#### Exercise details:
Return each entry precisely as it appears below.

#### Saved data entries:
- Opening Delimiter -

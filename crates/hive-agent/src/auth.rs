//! API key lookup for the generation service

use hive_core::{GenerationConfig, HiveError, Result};
use std::env;

/// Read the API key from the environment variable named by the config
pub fn resolve_api_key(config: &GenerationConfig) -> Result<String> {
    api_key_from_env(&config.api_key_env)
}

/// Read a non-empty API key from `var`
pub fn api_key_from_env(var: &str) -> Result<String> {
    match env::var(var) {
        Ok(key) if !key.trim().is_empty() => {
            tracing::debug!("Using API key from {}", var);
            Ok(key.trim().to_string())
        }
        Ok(_) => Err(HiveError::Auth(format!("{} is set but empty", var))),
        Err(_) => Err(HiveError::Auth(format!(
            "No API key found. Set {}=sk-ant-... or point [generation].api_key_env at another variable",
            var
        ))),
    }
}

#[cfg(test)]
mod tests {
    use super::*;
    use std::sync::Mutex;

    // Serializes env mutations across tests
    static ENV_LOCK: Mutex<()> = Mutex::new(());

    fn with_env_var<F, R>(key: &str, value: Option<&str>, f: F) -> R
    where
        F: FnOnce() -> R,
    {
        let _guard = ENV_LOCK.lock().unwrap();
        let original = env::var(key).ok();

        match value {
            Some(v) => env::set_var(key, v),
            None => env::remove_var(key),
        }
        let result = f();
        match original {
            Some(v) => env::set_var(key, v),
            None => env::remove_var(key),
        }
        result
    }

    #[test]
    fn test_reads_configured_variable() {
        let config = GenerationConfig {
            api_key_env: "HIVE_AUTH_TEST_KEY".to_string(),
            ..GenerationConfig::default()
        };
        with_env_var("HIVE_AUTH_TEST_KEY", Some(" sk-ant-123 \n"), || {
            assert_eq!(resolve_api_key(&config).unwrap(), "sk-ant-123");
        });
    }

    #[test]
    fn test_missing_variable() {
        with_env_var("HIVE_AUTH_TEST_MISSING", None, || {
            let err = api_key_from_env("HIVE_AUTH_TEST_MISSING").unwrap_err();
            assert!(matches!(err, HiveError::Auth(_)));
            assert!(err.to_string().contains("HIVE_AUTH_TEST_MISSING"));
        });
    }

    #[test]
    fn test_empty_variable() {
        with_env_var("HIVE_AUTH_TEST_EMPTY", Some("   "), || {
            assert!(api_key_from_env("HIVE_AUTH_TEST_EMPTY").is_err());
        });
    }
}
impl std::fmt::Debug for MergeController {
    fn fmt(&self, f: &mut std::fmt::Formatter<'_>) -> std::fmt::Result {
        let gates: Vec<GateKind> = self.gates.iter().map(|g| g.kind()).collect();
        f.debug_struct("MergeController")
            .field("config", &self.config)
            .field("gates", &gates)
            .field("persisted", &self.store.is_some())
            .finish()
    }
}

- Closing Delimiter -

#### Task response:
filename crates/hive-agent/src/auth.rs
//! API key lookup for the generation service

use hive_core::{GenerationConfig, HiveError, Result};
use std::env;

/// Read the API key from the environment variable named by the config
pub fn resolve_api_key(config: &GenerationConfig) -> Result<String> {
    api_key_from_env(&config.api_key_env)
}

/// Read a non-empty API key from `var`
pub fn api_key_from_env(var: &str) -> Result<String> {
    match env::var(var) {
        Ok(key) if !key.trim().is_empty() => {
            tracing::debug!("Using API key from {}", var);
            Ok(key.trim().to_string())
        }
        Ok(_) => Err(HiveError::Auth(format!("{} is set but empty", var))),
        Err(_) => Err(HiveError::Auth(format!(
            "No API key found. Set {}=sk-ant-... or point [generation].api_key_env at another variable",
            var
        ))),
    }
}

#[cfg(test)]
mod tests {
    use super::*;
    use std::sync::Mutex;

    // Serializes env mutations across tests
    static ENV_LOCK: Mutex<()> = Mutex::new(());

    fn with_env_var<F, R>(key: &str, value: Option<&str>, f: F) -> R
    where
        F: FnOnce() -> R,
    {
        let _guard = ENV_LOCK.lock().unwrap();
        let original = env::var(key).ok();

        match value {
            Some(v) => env::set_var(key, v),
            None => env::remove_var(key),
        }
        let result = f();
        match original {
            Some(v) => env::set_var(key, v),
            None => env::remove_var(key),
        }
        result
    }

    #[test]
    fn test_reads_configured_variable() {
        let config = GenerationConfig {
            api_key_env: "HIVE_AUTH_TEST_KEY".to_string(),
            ..GenerationConfig::default()
        };
        with_env_var("HIVE_AUTH_TEST_KEY", Some(" sk-ant-123 \n"), || {
            assert_eq!(resolve_api_key(&config).unwrap(), "sk-ant-123");
        });
    }

    #[test]
    fn test_missing_variable() {
        with_env_var("HIVE_AUTH_TEST_MISSING", None, || {
            let err = api_key_from_env("HIVE_AUTH_TEST_MISSING").unwrap_err();
            assert!(matches!(err, HiveError::Auth(_)));
            assert!(err.to_string().contains("HIVE_AUTH_TEST_MISSING"));
        });
    }

    #[test]
    fn test_empty_variable() {
        with_env_var("HIVE_AUTH_TEST_EMPTY", Some("   "), || {
            assert!(api_key_from_env("HIVE_AUTH_TEST_EMPTY").is_err());
        });
    }
}
impl std::fmt::Debug for MergeController {
    fn fmt(&self, f: &mut std::fmt::Formatter<'_>) -> std::fmt::Result {
        let gates: Vec<GateKind> = self.gates.iter().map(|g| g.kind()).collect();
        f.debug_struct("MergeController")
            .field("config", &self.config)
            .field("gates", &gates)
            .field("persisted", &self.store.is_some())
            .finish()
    }
}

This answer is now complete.